We expect it in the first year - all those anniversaries- Xmas, birthdays etc ahead - but our culture has this year of mourning illlusion - and illusion is all it is - invented by the Victorians for reasons of convenience -but it is so ingrained we imagine it will be a magic goalpost and eveything will  be better once we get past the first year and we look around and see those "moved on" people and think something is wrong with us and how we are grieving but it isnt the case grief is very personal and the relationship we had with the person who has died is never exactly the same as it is with others - not that its any less or greater just different.

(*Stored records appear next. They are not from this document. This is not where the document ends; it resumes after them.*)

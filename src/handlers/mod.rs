//! Non-interactive entry points.

pub mod list;
pub mod run;
mod cli;
mod config;
mod execution;
mod handlers;
mod languages;
mod logging;
mod printer;
mod tui;

use std::{
    fs,
    io::{self, Read},
    path::Path,
};

use anyhow::{anyhow, Context, Result};
use config::Config;
use is_terminal::IsTerminal;
use languages::LanguageOption;
use tui::Theme;

#[tokio::main]
async fn main() -> Result<()> {
    let args = cli::Cli::parse();

    // Load config; CLI flags take precedence over file and env
    let mut cfg = Config::load();
    if let Some(url) = &args.api_url {
        cfg.set("PISTON_API_URL", url.as_str());
    }
    if let Some(secs) = args.timeout {
        cfg.set("REQUEST_TIMEOUT", secs.to_string());
    }

    let _log_guard = logging::init(&cfg, args.verbose)?;

    if args.list_languages {
        handlers::list::languages();
        return Ok(());
    }
    if args.list_runtimes {
        return handlers::list::runtimes(&cfg).await;
    }

    let language = resolve_language(&cfg, args.language.as_deref(), args.file.as_deref())?;

    // Source: --file, else piped stdin, else the language snippet
    let mut source = match &args.file {
        Some(path) => Some(
            fs::read_to_string(path).with_context(|| format!("failed to read {}", path.display()))?,
        ),
        None => None,
    };
    if source.is_none() && !io::stdin().is_terminal() {
        let mut buf = String::new();
        io::stdin().read_to_string(&mut buf)?;
        if !buf.is_empty() {
            source = Some(buf);
        }
    }

    if args.run {
        let source = source.unwrap_or_else(|| language.snippet().to_string());
        return handlers::run::run(&cfg, language, source).await;
    }

    let theme = args
        .theme
        .or_else(|| cfg.get("THEME").and_then(|t| Theme::parse(&t)))
        .unwrap_or_default();

    tui::run_editor(&cfg, language, theme, source).await
}

/// `--language`, then the file extension, then `DEFAULT_LANGUAGE`, then the first catalog entry.
fn resolve_language(cfg: &Config, flag: Option<&str>, file: Option<&Path>) -> Result<LanguageOption> {
    if let Some(name) = flag {
        return languages::find(name)
            .ok_or_else(|| anyhow!("unsupported language: {name} (see --list-languages)"));
    }
    if let Some(option) = file
        .and_then(|p| p.extension())
        .and_then(|e| e.to_str())
        .and_then(languages::from_extension)
    {
        return Ok(option);
    }
    match cfg.get("DEFAULT_LANGUAGE") {
        Some(name) => languages::find(&name)
            .ok_or_else(|| anyhow!("unsupported DEFAULT_LANGUAGE: {name} (see --list-languages)")),
        None => Ok(languages::default_option()),
    }
}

Instead of thinking you should move on which suggests to move away from some-one and think of them as lost too us -   i find its helpful to think in terms of moving forward which doesn't mean moving away from them but taking them with you just in a different way - whether that's through  your memorys of his life - the things that made you smile or cry even little things that were annoying at the time - or whether its through a religious - or afterlife belief  it doesnt matter  moving forward just means taking them with you - going to the cemetery is fine there is nothing wrong with that at all  but we are all different in that way as well and have to find what heals us ourselves -i dont have a headstone to visit  but for me that would be focussing on the end of some-ones life and for me we are much more than tha time - we need to be some-one who lived and thats how i would prefer to be remembered with smiles not tears  if that makes sense.

For me it was going to the places me and my husband loved and planting wild daffodils as an affirmation of him being there and perhaps making others smile on seeing them when they have a bad day  and the being out in the natural world which was important too us both as well -  then it was  doing some of the things we talked about doing but didnt get round too or things he would have liked to do that were not things i would have done but i was doing them for him  - and you dont need to do this alone maybe once lockdown is over take your kids to the places he took you when you were small  and talk to them about those times  - so they get to know him as he was when he was younger and in sharing those happier times you start to feel close to him again yourself.